Notice we did not mention "… or other absurd requirements" in that title.  When you consider the content of a passphrase, requirements that often seem absurd for passwords are actually not really that absurd at all for a passphrase.  Putting upper- and lower-case letters, numbers, and special characters in a passphrase becomes incredibly simple when you change the focus from a single word to a phrase or sentence.  The 12 angry men., though probably an easily guessable passphrase, satisfies an absurd password requirement with no difficulties, all because we thought of those requirements in the form of a sentence instead of a single word.  Certainly, however, we do not want to limit ourselves to such a short and guessable passphrase as The 12 angry men., so of course one absurd requirement must still go: maximum length restrictions.  This may require some additional software changes, such as eliminating any maximum string length conditional checks, removing any potential truncation (hopefully no website or other code still does this, and if so, for shame!), ensuring spaces are allowed, and utilizing strong and secure one-way password hashing mechanisms that will support this (this is also a topic we will discuss more in a later Passwords installment).  All in all, this fix really should not require much of any effort for any content provider.  And if it does, perhaps it may be time to consider redesigning the authentication system.

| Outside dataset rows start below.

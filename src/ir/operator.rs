use derivative::Derivative;

use crate::ir::block::Block;

/// A named operation kind such as `core.plus` or `sql.merge`.
///
/// Operators are identified by name alone; a composite operator may also
/// carry the block that implements it.
#[derive(Derivative)]
#[derivative(Debug, PartialEq, Eq, Hash)]
pub struct Operator {
    name: String,
    number_of_return_values: usize,
    #[derivative(PartialEq = "ignore", Hash = "ignore")]
    implementation: Option<Block>,
}

impl Operator {
    pub fn new(name: impl Into<String>) -> Self {
        Self::with_return_values(name, 1)
    }

    pub fn with_return_values(name: impl Into<String>, number_of_return_values: usize) -> Self {
        Self {
            name: name.into(),
            number_of_return_values,
            implementation: None,
        }
    }

    pub fn with_implementation(
        name: impl Into<String>,
        number_of_return_values: usize,
        implementation: Block,
    ) -> Self {
        Self {
            name: name.into(),
            number_of_return_values,
            implementation: Some(implementation),
        }
    }

    pub fn name(&self) -> &str {
        &self.name
    }

    pub fn number_of_return_values(&self) -> usize {
        self.number_of_return_values
    }

    pub fn implementation(&self) -> Option<&Block> {
        self.implementation.as_ref()
    }
}
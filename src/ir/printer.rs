use itertools::Itertools;

use crate::ir::{
    attribute::attributes_to_string,
    block::Block,
    module::Module,
    operation::Operation,
    ssa_names::SsaNames,
    value::Value,
    visitor::IrTraversingVisitor,
};

/// Renders modules, blocks and operations in the textual IR form.
pub struct IrPrinter<'a> {
    out: String,
    indent: usize,
    ssa_names: &'a mut SsaNames,
}

impl<'a> IrPrinter<'a> {
    fn new(ssa_names: &'a mut SsaNames) -> Self {
        Self {
            out: String::new(),
            indent: 0,
            ssa_names,
        }
    }

    pub fn module_to_string(module: &Module, ssa_names: &mut SsaNames) -> String {
        let mut printer = IrPrinter::new(ssa_names);
        module.traverse(&mut printer);
        printer.out
    }

    pub fn block_to_string(block: &Block, ssa_names: &mut SsaNames) -> String {
        let mut printer = IrPrinter::new(ssa_names);
        block.traverse(&mut printer);
        printer.out
    }

    pub fn operation_to_string(operation: &Operation, ssa_names: &mut SsaNames) -> String {
        let mut printer = IrPrinter::new(ssa_names);
        operation.traverse(&mut printer);
        printer.out
    }

    fn write_line(&mut self, line: &str) {
        self.out.push_str(&"  ".repeat(self.indent));
        self.out.push_str(line);
        self.out.push('\n');
    }
}

impl<'ir> IrTraversingVisitor<'ir> for IrPrinter<'_> {
    type Output = ();

    fn get_default_value(&mut self) {}

    fn pre_visit_module(&mut self, module: &'ir Module) {
        let id = self.ssa_names.get_or_create_module_id(module.id());
        self.write_line(&format!("module m{id} {{"));
        self.indent += 1;
    }

    fn post_visit_module(&mut self, module: &'ir Module, _result: ()) {
        self.indent -= 1;
        let id = self.ssa_names.get_or_create_module_id(module.id());
        self.write_line(&format!("}}  // module m{id}"));
    }

    fn pre_visit_block(&mut self, block: &'ir Block) {
        let id = self.ssa_names.get_or_create_block_id(block.id());
        self.write_line(&format!("block b{id} {{"));
        self.indent += 1;
    }

    fn post_visit_block(&mut self, block: &'ir Block, _result: ()) {
        self.indent -= 1;
        let id = self.ssa_names.get_or_create_block_id(block.id());
        self.write_line(&format!("}}  // block b{id}"));
    }

    fn pre_visit_operation(&mut self, operation: &'ir Operation) {
        let inputs = operation
            .inputs()
            .iter()
            .map(|v| v.to_string(&mut *self.ssa_names))
            .join(", ");
        let name = Value::default_result(operation.id()).to_string(&mut *self.ssa_names);
        let line = format!(
            "{} = {} [{}]({})",
            name,
            operation.op().name(),
            attributes_to_string(operation.attributes()),
            inputs
        );
        if operation.impl_module().is_some() {
            self.write_line(&format!("{line} {{"));
            self.indent += 1;
        } else {
            self.write_line(&line);
        }
    }

    fn post_visit_operation(&mut self, operation: &'ir Operation, _result: ()) {
        if operation.impl_module().is_some() {
            self.indent -= 1;
            self.write_line("}");
        }
    }
}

Wrap-up: So What Have We Learned?

Earlier, we looked at the evolution of a password: what the concept of a password is; where a password comes from through the progression of authentication, both analog and digital; and why a password is now an archaic notion.  Every day, we punish ourselves by trying to memorize nonsensical jumbles of letters; some of us succeed at it, usually with insecure passwords, and many of us forget.

Even 14 years ago in 2000, the University of Cambridge found memorization to be measurably difficult, and yet we continue on with passwords, expecting it to one day work out for us.  Indeed, as the old adage goes, "The definition of insanity is doing something over and over, and expecting new results," so are we insane for thinking a mess of keyboard presses will one day be secure and memorable?  Well, no, of course not!  We are, quite simply, merely unenlightened to the alternative, glorious path of passphrases, a concept that has yet to be mainstream.  But you – content provider and user alike – you can change that path, simply by progressing your promoted ideology from passwords, to passphrases.